VI-grade is the leading provider of best-in-class software products and services for advanced applications in the field of system-level-simulation. Together with a network of selected partners, VI-grade also provides revolutionary turnkey solutions for static and dynamic driving simulation.

Established in 2005, VI-grade delivers innovative solutions to streamline the development process from concept to sign-off in the transportation industry, mainly automotive, aerospace, motorcycle, motorsports and railways. With offices located in Germany, Switzerland, Italy, UK, Japan, China, and the USA, and a worldwide channel network of more than 20 trusted partners, VI-grade is a dynamic and growing company with a highly skilled technical team.

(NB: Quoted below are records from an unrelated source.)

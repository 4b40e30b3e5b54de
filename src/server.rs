use async_graphql::http::GraphiQLSource;
use async_graphql_axum::{GraphQLRequest, GraphQLResponse, GraphQLSubscription};
use axum::{
    extract::State,
    http::{HeaderMap, StatusCode},
    response::{Html, IntoResponse},
    routing::get,
    Router,
};
use tower_http::{
    cors::{Any, CorsLayer},
    trace::TraceLayer,
};

use crate::{graphql::LeagueSchema, model::credential::UserIdentity};

pub const USER_ID_HEADER: &str = "x-user-id";

#[derive(Clone)]
struct AppState {
    schema: LeagueSchema,
}

pub fn router(schema: LeagueSchema) -> Router {
    let cors = CorsLayer::new().allow_origin(Any).allow_methods(Any).allow_headers(Any);

    Router::new()
        .route("/graphql", get(graphiql).post(graphql_handler))
        .route_service("/graphql/ws", GraphQLSubscription::new(schema.clone()))
        .route("/heartbeat", get(heartbeat))
        .layer(TraceLayer::new_for_http())
        .layer(cors)
        .with_state(AppState { schema })
}

async fn graphql_handler(State(state): State<AppState>, headers: HeaderMap, request: GraphQLRequest) -> GraphQLResponse {
    let mut request = request.into_inner();
    if let Some(user) = user_identity(&headers) {
        request = request.data(user);
    }
    state.schema.execute(request).await.into()
}

fn user_identity(headers: &HeaderMap) -> Option<UserIdentity> {
    headers
        .get(USER_ID_HEADER)
        .and_then(|value| value.to_str().ok())
        .filter(|value| !value.is_empty())
        .map(|value| UserIdentity(value.to_string()))
}

async fn graphiql() -> impl IntoResponse {
    Html(
        GraphiQLSource::build()
            .endpoint("/graphql")
            .subscription_endpoint("/graphql/ws")
            .finish(),
    )
}

async fn heartbeat() -> impl IntoResponse {
    (StatusCode::OK, "OK")
}
pub mod cache;
pub mod data_manager;
pub mod gameapi;
pub mod live_updates;
pub mod lookup;
pub mod rate_limiter;
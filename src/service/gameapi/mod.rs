#[cfg(test)]
pub mod fake;
pub mod parsing;
pub mod riot_api_client;
use json::JsonValue;
use tracing::warn;

use crate::model::{
    riot::{LeagueEntryDto, LeagueItemDto, LeagueListDto},
    summoner::{Division, Tier},
};

use super::ParsingError;

/// Entries the API returns for queues this service doesn't model (e.g. arena rows without a
/// tier) are skipped, so one odd entry never hides the others.
pub fn parse_league_entries(json: &JsonValue) -> Result<Vec<LeagueEntryDto>, ParsingError> {
    if let JsonValue::Array(entries_array) = json {
        let entries = entries_array
            .iter()
            .filter_map(|entry_json| match parse_league_entry(entry_json) {
                Ok(entry) => Some(entry),
                Err(err) => {
                    warn!(queue = entry_json["queueType"].as_str().unwrap_or("?"), error = %err, "skipping league entry");
                    None
                }
            })
            .collect();

        return Ok(entries);
    }

    Err(ParsingError::InvalidType("root (expected array)".into()))
}

fn parse_league_entry(json: &JsonValue) -> Result<LeagueEntryDto, ParsingError> {
    if let JsonValue::Object(entry) = json {
        let queue_type = entry["queueType"]
            .as_str()
            .ok_or(ParsingError::InvalidType("queueType".into()))?
            .to_string();

        let tier = entry["tier"]
            .as_str()
            .and_then(Tier::from_api)
            .ok_or(ParsingError::InvalidType("tier".into()))?;

        let rank = entry["rank"]
            .as_str()
            .and_then(Division::from_api)
            .ok_or(ParsingError::InvalidType("rank".into()))?;

        let league_points = entry["leaguePoints"]
            .as_i32()
            .ok_or(ParsingError::InvalidType("leaguePoints".into()))?;

        let wins = entry["wins"].as_i32().ok_or(ParsingError::InvalidType("wins".into()))?;

        let losses = entry["losses"]
            .as_i32()
            .ok_or(ParsingError::InvalidType("losses".into()))?;

        return Ok(LeagueEntryDto {
            queue_type,
            tier,
            rank,
            league_points,
            wins,
            losses,
            hot_streak: entry["hotStreak"].as_bool().unwrap_or(false),
            veteran: entry["veteran"].as_bool().unwrap_or(false),
            fresh_blood: entry["freshBlood"].as_bool().unwrap_or(false),
            inactive: entry["inactive"].as_bool().unwrap_or(false),
        });
    }

    Err(ParsingError::InvalidType("league entry".into()))
}

/// Ladder rows that can't be read are left out of the listing.
pub fn parse_league_list(json: &JsonValue) -> Result<LeagueListDto, ParsingError> {
    if let JsonValue::Object(obj) = json {
        let tier = obj["tier"]
            .as_str()
            .and_then(Tier::from_api)
            .ok_or(ParsingError::InvalidType("tier".into()))?;

        let JsonValue::Array(entries_array) = &obj["entries"] else {
            return Err(ParsingError::InvalidType("entries".into()));
        };

        let entries = entries_array
            .iter()
            .filter_map(|item_json| match parse_league_item(item_json) {
                Ok(item) => Some(item),
                Err(err) => {
                    warn!(summoner_id = item_json["summonerId"].as_str().unwrap_or("?"), error = %err, "skipping ladder row");
                    None
                }
            })
            .collect();

        return Ok(LeagueListDto { tier, entries });
    }

    Err(ParsingError::InvalidType("root".into()))
}

fn parse_league_item(json: &JsonValue) -> Result<LeagueItemDto, ParsingError> {
    if let JsonValue::Object(item) = json {
        let summoner_id = item["summonerId"]
            .as_str()
            .ok_or(ParsingError::InvalidType("summonerId".into()))?
            .to_string();

        // Apex tiers have a single division
        let rank = match item["rank"].as_str() {
            Some(rank) => Division::from_api(rank).ok_or(ParsingError::InvalidType("rank".into()))?,
            None => Division::One,
        };

        let league_points = item["leaguePoints"]
            .as_i32()
            .ok_or(ParsingError::InvalidType("leaguePoints".into()))?;
        let wins = item["wins"].as_i32().ok_or(ParsingError::InvalidType("wins".into()))?;
        let losses = item["losses"]
            .as_i32()
            .ok_or(ParsingError::InvalidType("losses".into()))?;

        return Ok(LeagueItemDto {
            summoner_id,
            rank,
            league_points,
            wins,
            losses,
            hot_streak: item["hotStreak"].as_bool().unwrap_or(false),
            veteran: item["veteran"].as_bool().unwrap_or(false),
            fresh_blood: item["freshBlood"].as_bool().unwrap_or(false),
            inactive: item["inactive"].as_bool().unwrap_or(false),
        });
    }

    Err(ParsingError::InvalidType("league item".into()))
}

#[cfg(test)]
mod tests {
    use super::*;

    #[test]
    fn parses_entries_of_all_queues() {
        let json = json::parse(
            r#"[
                {"queueType":"RANKED_FLEX_SR","tier":"GOLD","rank":"II","leaguePoints":40,"wins":10,"losses":12},
                {"queueType":"RANKED_SOLO_5x5","tier":"DIAMOND","rank":"IV","leaguePoints":75,"wins":120,"losses":100,"hotStreak":true}
            ]"#,
        )
        .unwrap();

        let entries = parse_league_entries(&json).unwrap();
        assert_eq!(entries.len(), 2);
        assert_eq!(entries[1].queue_type, "RANKED_SOLO_5x5");
        assert_eq!(entries[1].tier, Tier::Diamond);
        assert_eq!(entries[1].rank, Division::Four);
        assert!(entries[1].hot_streak);
        assert!(!entries[0].veteran);
    }

    #[test]
    fn unreadable_side_queue_entry_keeps_solo_queue() {
        let json = json::parse(
            r#"[
                {"queueType":"CHERRY","leaguePoints":0,"wins":12,"losses":8},
                {"queueType":"RANKED_FLEX_SR","tier":"WOOD","rank":"I","leaguePoints":0,"wins":0,"losses":0},
                {"queueType":"RANKED_SOLO_5x5","tier":"DIAMOND","rank":"IV","leaguePoints":75,"wins":120,"losses":100}
            ]"#,
        )
        .unwrap();

        let entries = parse_league_entries(&json).unwrap();
        assert_eq!(entries.len(), 1);
        assert_eq!(entries[0].queue_type, "RANKED_SOLO_5x5");
        assert_eq!(entries[0].tier, Tier::Diamond);
        assert_eq!(entries[0].league_points, 75);
    }

    #[test]
    fn entries_must_be_an_array() {
        let json = json::parse(r#"{"queueType":"RANKED_SOLO_5x5"}"#).unwrap();
        assert!(parse_league_entries(&json).is_err());
    }

    #[test]
    fn unreadable_ladder_row_is_left_out() {
        let json = json::parse(
            r#"{"tier":"CHALLENGER","queue":"RANKED_SOLO_5x5","entries":[
                {"summonerId":"a","leaguePoints":1200,"rank":"I","wins":300,"losses":250},
                {"leaguePoints":1700,"wins":10,"losses":2},
                {"summonerId":"c","leaguePoints":1100,"rank":"VI","wins":1,"losses":1}
            ]}"#,
        )
        .unwrap();

        let list = parse_league_list(&json).unwrap();
        assert_eq!(list.entries.len(), 1);
        assert_eq!(list.entries[0].summoner_id, "a");
    }

    #[test]
    fn parses_challenger_listing() {
        let json = json::parse(
            r#"{"tier":"CHALLENGER","queue":"RANKED_SOLO_5x5","entries":[
                {"summonerId":"a","leaguePoints":1200,"rank":"I","wins":300,"losses":250,"veteran":true},
                {"summonerId":"b","leaguePoints":1500,"wins":280,"losses":200}
            ]}"#,
        )
        .unwrap();

        let list = parse_league_list(&json).unwrap();
        assert_eq!(list.tier, Tier::Challenger);
        assert_eq!(list.entries.len(), 2);
        assert_eq!(list.entries[0].summoner_id, "a");
        assert!(list.entries[0].veteran);
        assert_eq!(list.entries[1].rank, Division::One);
    }
}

Since September 2018, VI-grade became part of Spectris, a FTSE 250 listed global conglomerate with 2017 sales of over 2 billion dollars and 9,800 employees, that conducts business in four major segments: materials analysis, test & measurement, in-line instruments and industrial controls and serves a broad range of industries ranging from automotive and aerospace to electronics, energy, mining and pharmaceutical. "Buying these types of simulators and working with us on a specific training program to optimize their work, will give our customers a clear competitive advantage" says Guido Bairati, vice president of sales and global marketing of VI-grade.


Simulators for everyone

However, driving simulators are not exclusive to development centres. In addition to professional products, such as those manufactured by VI-grade, there are other applications usually based on gaming software. Any of us can test them, to play games or to develop our own driving skills. A system of this type, for example, is currently in use at UniRacer, a company formed by a group of track engineers, which uses it to train its drivers. Another one, connected to the cockpit of a one-seat racer, is available at the Heaven Lab and used by many professional drivers. In many Italian cities, we find centres equipped with systems connected to driving seats where challenges can be organized between several participants.